• New regulatory roles for long noncoding RNAs (lncRNAs): antisense transcripts and their mechanism of action as gene expression modulators, specially acting as epigenetic regulators at the chromatin level in both physiological and disease state. In many instances, these lncRNAs function by interacting and guiding chromatin remodelling complexes (including both DNA and histone modifiers) towards their target sites in the genome to exert gene activating or repressing roles. Their dysregulation is at the basis of a variety of pathologies, including cancer.

 

  • Oncofetal lncRNAs:  function of certain lncRNAs in maintaining undifferentiated, highly proliferative states during  normal tissue development and how their expression is reactivated in cancer to sustain cancer cell stemness. 

 

  • RNA-RNA interactions and their impact in fundamental cellular processes, such as microRNA biogenesis.

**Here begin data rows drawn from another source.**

use chrono::{DateTime, Utc};
use serde::{Deserialize, Serialize};
use std::collections::BTreeMap;

use crate::meta::ObjectMeta;

/// Liveness as tracked by the API server's node-timeout housekeeping loop
/// (spec.md §4.1): a node flips to `Offline` once its heartbeat goes stale.
#[derive(Serialize, Deserialize, Debug, Clone, Copy, PartialEq, Eq)]
#[serde(rename_all = "camelCase")]
pub enum NodeStatus {
    Online,
    Offline,
}

/// A registered node agent. `pod_topic`/`service_topic` are the per-node message
/// bus topics the scheduler and proxy publish commands to (spec.md §5).
#[derive(Serialize, Deserialize, Debug, Clone, PartialEq)]
#[serde(rename_all = "camelCase")]
pub struct Node {
    pub meta: ObjectMeta,
    pub advertised_address: String,
    pub status: NodeStatus,
    pub last_heartbeat: DateTime<Utc>,
    pub pod_topic: String,
    pub service_topic: String,
}

impl Node {
    pub fn new(
        name: impl Into<String>,
        advertised_address: impl Into<String>,
        labels: BTreeMap<String, String>,
    ) -> Self {
        let name = name.into();
        let pod_topic = format!("node.{name}.pods");
        let service_topic = format!("node.{name}.services");
        Self {
            meta: ObjectMeta::new(name, None).with_labels(labels),
            advertised_address: advertised_address.into(),
            status: NodeStatus::Online,
            last_heartbeat: Utc::now(),
            pod_topic,
            service_topic,
        }
    }

    /// True once `last_heartbeat` is older than `timeout`, per the node-timeout
    /// housekeeping loop in spec.md §4.1.
    pub fn is_stale(&self, now: DateTime<Utc>, timeout: chrono::Duration) -> bool {
        now.signed_duration_since(self.last_heartbeat) > timeout
    }
}

#[cfg(test)]
mod tests {
    use super::*;

    #[test]
    fn topics_are_derived_from_name() {
        let node = Node::new("n1", "10.0.0.1:9000", BTreeMap::new());
        assert_eq!(node.pod_topic, "node.n1.pods");
        assert_eq!(node.service_topic, "node.n1.services");
    }

    #[test]
    fn staleness_is_relative_to_last_heartbeat() {
        let mut node = Node::new("n1", "10.0.0.1:9000", BTreeMap::new());
        node.last_heartbeat = Utc::now() - chrono::Duration::seconds(60);
        assert!(node.is_stale(Utc::now(), chrono::Duration::seconds(30)));
        assert!(!node.is_stale(Utc::now(), chrono::Duration::seconds(120)));
    }
}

A variety of proteins can fine-tune the processing and maturation of specific miRNA sequences both in the nucleus and the cytoplasm. The team investigates how certain lncRNAs can also influence miRNA production through direct RNA-RNA interaction by enhancing or interfering with the Microprocessor machinery.

 

  • Molecular basis of Rett Syndrome: profile of the alterations in the noncoding transcriptome contributing to this severe neurodevelopmental disease. The brain is the tissue where the RNA-dependent regulatory mechanisms display their highest level of complexity.  Both murine and human models of the syndrome are used to investigate how changes in specific ncRNA species help define the physiopathology of the syndrome.